Detection of coronavirus 229E antibody by indirect hemagglutination

Abstract

Tannic-acid treated sheep erythrocytes (fresh or glutaraldehyde preserved) were sensitized with 229E antigens from human embryonic lung (RU-1) cell cultures. Indirect hemagglutination (IHA) antigen titers in 229E-infected cell cultures paralleled virus infectivity and complement fixation (CF) antigen titers. The identity of the IHA antigen was confirmed by testing extracts from inoculated and control cell cultures for ability to inhibit IHA. Also, significant increases in IHA antibody were demonstrated with acute and convalescent serum pairs from patients with proven 229E infections. A comparison of IHA, neutralization and CF titers for 229E antibodies was made on human sera drawn from different populations. The IHA and neutralization results were in agreement on 93% of the 129 sera found to be positive by at least one of three tests. The number of antibody titers detected by the CF test was insufficient to permit comparison.
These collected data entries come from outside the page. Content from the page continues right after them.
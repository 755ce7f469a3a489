//! Form control values.
//!
//! Mirrors what a browser reports for `input`, `select` and `textarea`
//! elements: the selected option of a single select falls back to the first
//! option, checkboxes only contribute when checked, and so on.

use super::Element;

/// Input types that never contribute a value to a submitted form.
const NON_SUBMITTING_INPUTS: &[&str] = &["submit", "button", "reset", "image", "file"];

/// A selected option: its submitted value and its visible label.
#[derive(Debug, Clone, Default, PartialEq, Eq)]
pub struct Choice {
    /// Submitted value.
    pub value: String,
    /// Visible option text.
    pub label: String,
}

/// Whether the element is a form control (`input`, `select` or `textarea`).
pub fn is_form_control(element: &Element) -> bool {
    matches!(element.name(), "input" | "select" | "textarea")
}

/// Whether the element is a `select` accepting several options.
pub fn is_multi_select(element: &Element) -> bool {
    element.name() == "select" && element.has_attr("multiple")
}

fn input_type(element: &Element) -> String {
    element
        .attr("type")
        .unwrap_or("text")
        .to_ascii_lowercase()
}

/// Submitted value of an `<option>`: its `value` attribute, else its trimmed text.
pub fn option_value(option: &Element) -> String {
    match option.attr("value") {
        Some(value) => value.to_string(),
        None => option.text_content().trim().to_string(),
    }
}

fn options(select: &Element) -> Vec<&Element> {
    select.find_all(|e| e.name() == "option")
}

/// The effective selected option of a single `select`.
///
/// Returns `None` for selects without options.
pub fn selected_choice(select: &Element) -> Option<Choice> {
    let options = options(select);
    let option = options
        .iter()
        .find(|o| o.has_attr("selected"))
        .or_else(|| options.first())?;
    Some(Choice {
        value: option_value(option),
        label: option.text_content().trim().to_string(),
    })
}

/// Values a control contributes to a serialized form, in option order.
///
/// Disabled and unnamed controls, unchecked checkboxes and radios and
/// button-like inputs contribute nothing.
pub fn control_values(element: &Element) -> Vec<String> {
    if element.has_attr("disabled") || element.attr("name").is_none_or(str::is_empty) {
        return Vec::new();
    }
    match element.name() {
        "input" => {
            let kind = input_type(element);
            if NON_SUBMITTING_INPUTS.contains(&kind.as_str()) {
                return Vec::new();
            }
            if kind == "checkbox" || kind == "radio" {
                if !element.has_attr("checked") {
                    return Vec::new();
                }
                return vec![element.attr("value").unwrap_or("on").to_string()];
            }
            vec![element.attr("value").unwrap_or_default().to_string()]
        }
        "select" if is_multi_select(element) => options(element)
            .into_iter()
            .filter(|o| o.has_attr("selected"))
            .map(option_value)
            .collect(),
        "select" => selected_choice(element)
            .map(|choice| vec![choice.value])
            .unwrap_or_default(),
        "textarea" => vec![element.text_content()],
        _ => Vec::new(),
    }
}

/// Write a user-entered value into a control.
///
/// Multi-selects take a comma-separated list of option values. Checkboxes and
/// radios are checked for any value other than empty, `false` or `off`.
pub fn set_control_value(element: &mut Element, value: &str) {
    match element.name() {
        "input" => {
            let kind = input_type(element);
            if kind == "checkbox" || kind == "radio" {
                let checked = !matches!(value.to_ascii_lowercase().as_str(), "" | "false" | "off");
                element.set_flag("checked", checked);
            } else {
                element.set_attr("value", value);
            }
        }
        "select" => {
            let wanted: Vec<&str> = if is_multi_select(element) {
                value
                    .split(',')
                    .map(str::trim)
                    .filter(|v| !v.is_empty())
                    .collect()
            } else {
                vec![value]
            };
            for path in element.find_all_paths(|e| e.name() == "option") {
                if let Some(option) = element.at_mut(&path) {
                    let selected = wanted.contains(&option_value(option).as_str());
                    option.set_flag("selected", selected);
                }
            }
        }
        "textarea" => element.set_text(value),
        _ => {}
    }
}

#[cfg(test)]
mod tests {
    use super::*;
    use crate::dom::parse_fragment;

    #[test]
    fn test_single_select_defaults_to_first_option() {
        let select = parse_fragment(
            r#"<select name="op"><option value="exact">is exact</option><option value="range">is between</option></select>"#,
        )
        .unwrap();
        let choice = selected_choice(&select).unwrap();
        assert_eq!(choice.value, "exact");
        assert_eq!(choice.label, "is exact");
        assert_eq!(control_values(&select), vec!["exact"]);
    }

    #[test]
    fn test_multi_select_values() {
        let mut select = parse_fragment(
            r#"<select name="v" multiple><option value="a">A</option><option value="b" selected>B</option><option value="c">C</option></select>"#,
        )
        .unwrap();
        assert_eq!(control_values(&select), vec!["b"]);
        set_control_value(&mut select, "a, c");
        assert_eq!(control_values(&select), vec!["a", "c"]);
        set_control_value(&mut select, "");
        assert!(control_values(&select).is_empty());
    }

    #[test]
    fn test_checkbox_values() {
        let mut checkbox =
            parse_fragment(r#"<input type="checkbox" name="negation">"#).unwrap();
        assert!(control_values(&checkbox).is_empty());
        set_control_value(&mut checkbox, "on");
        assert_eq!(control_values(&checkbox), vec!["on"]);
        set_control_value(&mut checkbox, "false");
        assert!(control_values(&checkbox).is_empty());
    }

    #[test]
    fn test_skipped_controls() {
        let disabled = parse_fragment(r#"<input name="a" value="1" disabled>"#).unwrap();
        let unnamed = parse_fragment(r#"<input value="1">"#).unwrap();
        let submit = parse_fragment(r#"<input type="submit" name="go" value="Go">"#).unwrap();
        assert!(control_values(&disabled).is_empty());
        assert!(control_values(&unnamed).is_empty());
        assert!(control_values(&submit).is_empty());
    }

    #[test]
    fn test_text_input_and_textarea() {
        let mut input = parse_fragment(r#"<input name="v">"#).unwrap();
        assert_eq!(control_values(&input), vec![""]);
        set_control_value(&mut input, "18");
        assert_eq!(input.attr("value"), Some("18"));

        let mut area = parse_fragment(r#"<textarea name="t">old</textarea>"#).unwrap();
        set_control_value(&mut area, "new");
        assert_eq!(control_values(&area), vec!["new"]);
    }
}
Hyperimmune sera from animals immunized with OC 43 did not react with 229E by IHA. Also no increase in IHA antibody was demonstrated with acute and convalescent serum pairs from patients with seroconversions to OC 43. These findings suggest that the IHA test provides (i) a rapid and sensitive method for serodiagnosis of 229E infections and (ii) a simple and inexpensive method for seroepidemiological studies.